Required action :: Could you copy out every line of the data where the word "given" occurs?
*** Input ***
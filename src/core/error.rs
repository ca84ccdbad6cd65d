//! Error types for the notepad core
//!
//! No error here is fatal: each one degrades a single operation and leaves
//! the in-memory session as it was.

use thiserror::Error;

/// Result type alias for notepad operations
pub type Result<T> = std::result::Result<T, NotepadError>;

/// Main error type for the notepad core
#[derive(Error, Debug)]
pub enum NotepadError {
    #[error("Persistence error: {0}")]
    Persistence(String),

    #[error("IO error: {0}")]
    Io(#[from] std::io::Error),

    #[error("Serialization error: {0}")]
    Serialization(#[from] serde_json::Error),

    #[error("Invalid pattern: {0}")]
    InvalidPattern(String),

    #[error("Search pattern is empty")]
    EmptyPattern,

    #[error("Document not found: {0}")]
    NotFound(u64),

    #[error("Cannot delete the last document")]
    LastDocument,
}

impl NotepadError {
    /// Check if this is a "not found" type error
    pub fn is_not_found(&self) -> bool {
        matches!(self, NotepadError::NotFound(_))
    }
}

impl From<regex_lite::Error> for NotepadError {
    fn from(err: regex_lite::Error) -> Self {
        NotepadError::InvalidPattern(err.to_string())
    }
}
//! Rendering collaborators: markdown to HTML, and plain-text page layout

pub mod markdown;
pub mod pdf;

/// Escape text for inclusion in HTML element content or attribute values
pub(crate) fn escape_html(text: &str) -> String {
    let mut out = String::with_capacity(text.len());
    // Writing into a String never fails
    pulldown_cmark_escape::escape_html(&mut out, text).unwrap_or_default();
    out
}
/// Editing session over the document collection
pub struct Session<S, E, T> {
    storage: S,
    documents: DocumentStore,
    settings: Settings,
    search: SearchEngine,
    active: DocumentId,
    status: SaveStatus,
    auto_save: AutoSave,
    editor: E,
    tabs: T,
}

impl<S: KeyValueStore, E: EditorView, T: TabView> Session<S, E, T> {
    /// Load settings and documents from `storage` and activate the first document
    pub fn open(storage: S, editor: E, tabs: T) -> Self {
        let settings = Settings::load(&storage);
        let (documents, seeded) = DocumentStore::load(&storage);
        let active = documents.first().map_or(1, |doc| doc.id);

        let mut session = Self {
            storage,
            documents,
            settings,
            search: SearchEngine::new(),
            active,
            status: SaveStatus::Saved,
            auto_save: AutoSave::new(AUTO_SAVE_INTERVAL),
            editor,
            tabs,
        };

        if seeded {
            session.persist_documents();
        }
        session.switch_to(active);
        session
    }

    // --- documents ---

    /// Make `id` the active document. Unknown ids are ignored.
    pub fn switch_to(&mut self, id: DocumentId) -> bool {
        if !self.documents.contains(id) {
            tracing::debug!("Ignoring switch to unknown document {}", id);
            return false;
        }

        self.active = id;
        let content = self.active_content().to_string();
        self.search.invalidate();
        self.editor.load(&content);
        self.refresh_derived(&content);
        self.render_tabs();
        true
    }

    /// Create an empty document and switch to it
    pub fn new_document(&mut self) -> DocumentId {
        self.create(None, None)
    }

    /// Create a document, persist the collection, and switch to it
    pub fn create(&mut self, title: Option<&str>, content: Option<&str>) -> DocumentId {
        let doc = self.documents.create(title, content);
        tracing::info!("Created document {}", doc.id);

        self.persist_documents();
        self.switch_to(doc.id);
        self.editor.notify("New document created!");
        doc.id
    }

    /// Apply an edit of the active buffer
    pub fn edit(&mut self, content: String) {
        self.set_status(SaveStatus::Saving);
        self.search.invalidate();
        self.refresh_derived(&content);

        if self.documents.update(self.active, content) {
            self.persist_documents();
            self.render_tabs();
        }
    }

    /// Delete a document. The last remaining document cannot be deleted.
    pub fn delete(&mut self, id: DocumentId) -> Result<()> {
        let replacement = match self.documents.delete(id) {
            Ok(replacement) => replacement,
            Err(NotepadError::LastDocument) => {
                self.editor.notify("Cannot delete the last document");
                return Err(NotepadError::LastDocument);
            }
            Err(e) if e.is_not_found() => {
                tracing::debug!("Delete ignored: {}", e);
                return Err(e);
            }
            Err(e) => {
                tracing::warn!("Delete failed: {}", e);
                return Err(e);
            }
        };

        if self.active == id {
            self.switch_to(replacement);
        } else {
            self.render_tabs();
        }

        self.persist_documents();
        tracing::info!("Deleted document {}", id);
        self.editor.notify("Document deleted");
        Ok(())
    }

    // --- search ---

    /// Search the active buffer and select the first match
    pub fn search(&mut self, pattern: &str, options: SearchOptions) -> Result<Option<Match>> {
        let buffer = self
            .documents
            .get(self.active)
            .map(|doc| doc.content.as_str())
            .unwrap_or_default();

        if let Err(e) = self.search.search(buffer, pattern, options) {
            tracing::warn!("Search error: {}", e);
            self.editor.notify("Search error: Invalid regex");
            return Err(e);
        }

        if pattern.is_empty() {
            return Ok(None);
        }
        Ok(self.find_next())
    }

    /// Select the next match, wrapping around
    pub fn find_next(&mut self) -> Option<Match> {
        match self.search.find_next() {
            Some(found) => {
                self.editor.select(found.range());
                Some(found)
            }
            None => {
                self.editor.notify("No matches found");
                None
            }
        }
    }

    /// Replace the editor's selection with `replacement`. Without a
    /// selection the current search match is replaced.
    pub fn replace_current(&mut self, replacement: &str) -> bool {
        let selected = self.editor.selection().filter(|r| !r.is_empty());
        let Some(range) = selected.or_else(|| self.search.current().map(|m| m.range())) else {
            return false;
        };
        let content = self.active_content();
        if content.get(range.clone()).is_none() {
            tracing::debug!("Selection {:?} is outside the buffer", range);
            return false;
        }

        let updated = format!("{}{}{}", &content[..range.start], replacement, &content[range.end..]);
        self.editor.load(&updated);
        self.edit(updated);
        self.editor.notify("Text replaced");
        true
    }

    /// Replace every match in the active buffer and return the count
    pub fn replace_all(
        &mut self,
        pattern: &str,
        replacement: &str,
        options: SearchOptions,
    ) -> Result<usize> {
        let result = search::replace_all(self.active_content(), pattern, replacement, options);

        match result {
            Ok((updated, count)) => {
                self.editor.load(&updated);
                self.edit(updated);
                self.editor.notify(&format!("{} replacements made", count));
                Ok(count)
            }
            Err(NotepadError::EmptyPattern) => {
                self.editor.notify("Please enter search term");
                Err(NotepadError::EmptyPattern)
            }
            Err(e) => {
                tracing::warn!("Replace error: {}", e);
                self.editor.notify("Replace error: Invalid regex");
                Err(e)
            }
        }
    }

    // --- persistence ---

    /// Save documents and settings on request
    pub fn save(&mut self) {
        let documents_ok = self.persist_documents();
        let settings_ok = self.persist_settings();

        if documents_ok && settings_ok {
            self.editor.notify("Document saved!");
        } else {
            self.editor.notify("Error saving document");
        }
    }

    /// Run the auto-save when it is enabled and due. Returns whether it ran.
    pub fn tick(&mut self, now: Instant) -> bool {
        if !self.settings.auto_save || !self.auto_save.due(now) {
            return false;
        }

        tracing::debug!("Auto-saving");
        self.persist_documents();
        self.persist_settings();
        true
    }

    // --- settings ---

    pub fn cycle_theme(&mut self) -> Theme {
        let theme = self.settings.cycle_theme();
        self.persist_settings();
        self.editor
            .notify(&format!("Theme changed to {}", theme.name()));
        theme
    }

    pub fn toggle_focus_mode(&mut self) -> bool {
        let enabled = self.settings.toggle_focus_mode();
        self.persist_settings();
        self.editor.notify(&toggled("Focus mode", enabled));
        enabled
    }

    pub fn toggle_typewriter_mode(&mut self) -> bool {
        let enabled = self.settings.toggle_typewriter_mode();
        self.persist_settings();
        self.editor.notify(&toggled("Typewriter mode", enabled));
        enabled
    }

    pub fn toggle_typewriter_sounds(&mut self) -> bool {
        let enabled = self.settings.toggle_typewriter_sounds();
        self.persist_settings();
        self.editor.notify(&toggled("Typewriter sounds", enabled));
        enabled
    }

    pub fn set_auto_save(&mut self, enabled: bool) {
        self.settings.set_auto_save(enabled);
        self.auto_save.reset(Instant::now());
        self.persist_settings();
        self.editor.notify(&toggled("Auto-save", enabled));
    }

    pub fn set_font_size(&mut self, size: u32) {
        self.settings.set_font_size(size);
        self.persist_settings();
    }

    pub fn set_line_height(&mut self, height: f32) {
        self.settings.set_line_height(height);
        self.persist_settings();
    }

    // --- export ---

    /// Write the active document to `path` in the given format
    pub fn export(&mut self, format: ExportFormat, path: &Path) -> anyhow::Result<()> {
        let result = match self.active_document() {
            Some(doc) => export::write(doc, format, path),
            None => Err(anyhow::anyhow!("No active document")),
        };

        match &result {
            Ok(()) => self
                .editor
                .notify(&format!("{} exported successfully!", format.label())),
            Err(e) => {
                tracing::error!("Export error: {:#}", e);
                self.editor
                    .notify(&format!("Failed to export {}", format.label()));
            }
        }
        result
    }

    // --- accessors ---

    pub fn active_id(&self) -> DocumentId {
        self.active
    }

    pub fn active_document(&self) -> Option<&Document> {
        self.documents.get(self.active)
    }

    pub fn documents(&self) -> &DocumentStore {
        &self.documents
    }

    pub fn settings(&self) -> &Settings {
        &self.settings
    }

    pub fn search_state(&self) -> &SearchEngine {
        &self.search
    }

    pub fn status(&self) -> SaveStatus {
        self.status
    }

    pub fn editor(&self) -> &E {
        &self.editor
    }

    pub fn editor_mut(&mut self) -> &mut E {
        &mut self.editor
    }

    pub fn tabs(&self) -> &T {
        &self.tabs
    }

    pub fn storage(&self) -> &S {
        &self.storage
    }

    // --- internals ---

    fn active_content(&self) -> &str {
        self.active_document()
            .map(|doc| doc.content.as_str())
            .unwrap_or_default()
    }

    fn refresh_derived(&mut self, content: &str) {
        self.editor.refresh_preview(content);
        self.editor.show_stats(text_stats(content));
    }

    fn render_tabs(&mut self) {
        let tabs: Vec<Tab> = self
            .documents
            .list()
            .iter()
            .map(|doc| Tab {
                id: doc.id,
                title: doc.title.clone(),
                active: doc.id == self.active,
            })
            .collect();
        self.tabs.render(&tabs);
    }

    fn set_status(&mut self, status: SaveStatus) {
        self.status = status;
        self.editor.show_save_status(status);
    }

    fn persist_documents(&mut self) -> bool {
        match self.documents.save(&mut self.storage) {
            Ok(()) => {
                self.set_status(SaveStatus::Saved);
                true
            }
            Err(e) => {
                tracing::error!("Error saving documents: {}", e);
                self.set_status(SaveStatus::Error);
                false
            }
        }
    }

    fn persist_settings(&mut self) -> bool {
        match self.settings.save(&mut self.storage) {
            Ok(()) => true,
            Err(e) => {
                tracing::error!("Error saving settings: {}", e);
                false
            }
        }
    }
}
*** End of Input ***
*** Input ***
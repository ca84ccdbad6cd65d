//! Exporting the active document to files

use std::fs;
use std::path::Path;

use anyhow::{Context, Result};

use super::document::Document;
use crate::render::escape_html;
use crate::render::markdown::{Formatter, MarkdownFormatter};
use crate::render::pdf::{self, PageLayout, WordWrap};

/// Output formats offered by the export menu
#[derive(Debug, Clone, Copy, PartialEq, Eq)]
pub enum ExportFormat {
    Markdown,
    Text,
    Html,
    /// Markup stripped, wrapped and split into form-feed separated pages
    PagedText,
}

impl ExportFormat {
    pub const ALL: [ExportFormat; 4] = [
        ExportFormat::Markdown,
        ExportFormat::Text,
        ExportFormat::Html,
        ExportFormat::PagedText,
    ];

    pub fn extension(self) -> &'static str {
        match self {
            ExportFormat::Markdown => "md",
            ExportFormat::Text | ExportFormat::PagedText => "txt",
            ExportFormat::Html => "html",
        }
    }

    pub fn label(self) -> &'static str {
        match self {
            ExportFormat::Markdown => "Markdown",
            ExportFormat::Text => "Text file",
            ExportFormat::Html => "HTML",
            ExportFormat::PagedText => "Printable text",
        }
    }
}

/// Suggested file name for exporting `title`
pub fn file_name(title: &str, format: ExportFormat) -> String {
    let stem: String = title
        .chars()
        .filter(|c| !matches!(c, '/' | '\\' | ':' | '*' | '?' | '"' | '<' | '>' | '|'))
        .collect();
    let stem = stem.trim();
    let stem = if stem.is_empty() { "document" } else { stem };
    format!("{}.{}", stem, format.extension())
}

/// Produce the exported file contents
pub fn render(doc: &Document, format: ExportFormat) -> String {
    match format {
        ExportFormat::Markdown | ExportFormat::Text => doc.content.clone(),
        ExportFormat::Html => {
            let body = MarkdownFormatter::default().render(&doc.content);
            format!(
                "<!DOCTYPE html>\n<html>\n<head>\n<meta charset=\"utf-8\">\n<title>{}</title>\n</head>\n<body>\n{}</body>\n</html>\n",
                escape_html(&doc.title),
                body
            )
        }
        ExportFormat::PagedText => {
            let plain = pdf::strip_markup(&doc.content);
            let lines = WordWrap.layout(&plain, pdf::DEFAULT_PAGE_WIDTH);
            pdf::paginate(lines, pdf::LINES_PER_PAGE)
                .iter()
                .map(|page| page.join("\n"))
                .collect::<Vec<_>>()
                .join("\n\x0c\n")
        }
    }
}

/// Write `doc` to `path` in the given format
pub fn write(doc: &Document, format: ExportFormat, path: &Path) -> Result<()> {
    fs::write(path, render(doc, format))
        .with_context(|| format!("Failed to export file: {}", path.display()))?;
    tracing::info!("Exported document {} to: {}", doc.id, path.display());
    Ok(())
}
*** End of Input ***
*** Input ***
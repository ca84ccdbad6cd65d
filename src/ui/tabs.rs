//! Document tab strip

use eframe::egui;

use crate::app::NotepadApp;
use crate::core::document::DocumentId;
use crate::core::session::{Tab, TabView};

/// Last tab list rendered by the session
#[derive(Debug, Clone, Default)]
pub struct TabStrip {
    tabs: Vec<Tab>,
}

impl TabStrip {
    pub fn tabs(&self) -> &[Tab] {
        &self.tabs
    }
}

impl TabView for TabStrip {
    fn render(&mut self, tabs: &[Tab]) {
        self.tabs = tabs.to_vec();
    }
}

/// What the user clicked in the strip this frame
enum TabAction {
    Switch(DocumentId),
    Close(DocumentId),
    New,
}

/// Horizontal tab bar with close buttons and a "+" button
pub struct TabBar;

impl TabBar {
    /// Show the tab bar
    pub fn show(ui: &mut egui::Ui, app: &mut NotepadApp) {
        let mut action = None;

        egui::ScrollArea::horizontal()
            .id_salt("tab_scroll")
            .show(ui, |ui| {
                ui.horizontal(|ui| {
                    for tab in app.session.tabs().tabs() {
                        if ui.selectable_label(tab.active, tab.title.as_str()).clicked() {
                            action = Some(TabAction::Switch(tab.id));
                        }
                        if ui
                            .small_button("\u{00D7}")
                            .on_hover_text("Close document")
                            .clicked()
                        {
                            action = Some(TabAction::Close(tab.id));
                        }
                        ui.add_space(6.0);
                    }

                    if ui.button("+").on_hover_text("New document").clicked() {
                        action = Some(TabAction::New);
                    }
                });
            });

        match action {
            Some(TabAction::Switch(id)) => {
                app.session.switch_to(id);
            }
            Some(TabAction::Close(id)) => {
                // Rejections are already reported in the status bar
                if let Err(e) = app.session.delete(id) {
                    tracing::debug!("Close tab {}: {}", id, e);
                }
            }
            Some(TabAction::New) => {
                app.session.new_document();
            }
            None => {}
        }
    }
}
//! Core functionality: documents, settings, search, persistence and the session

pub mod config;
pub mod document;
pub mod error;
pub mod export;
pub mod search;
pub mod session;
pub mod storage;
*** End of Input ***
Response area ::
    /// Write the active document to `path` in the given format
/// Write `doc` to `path` in the given format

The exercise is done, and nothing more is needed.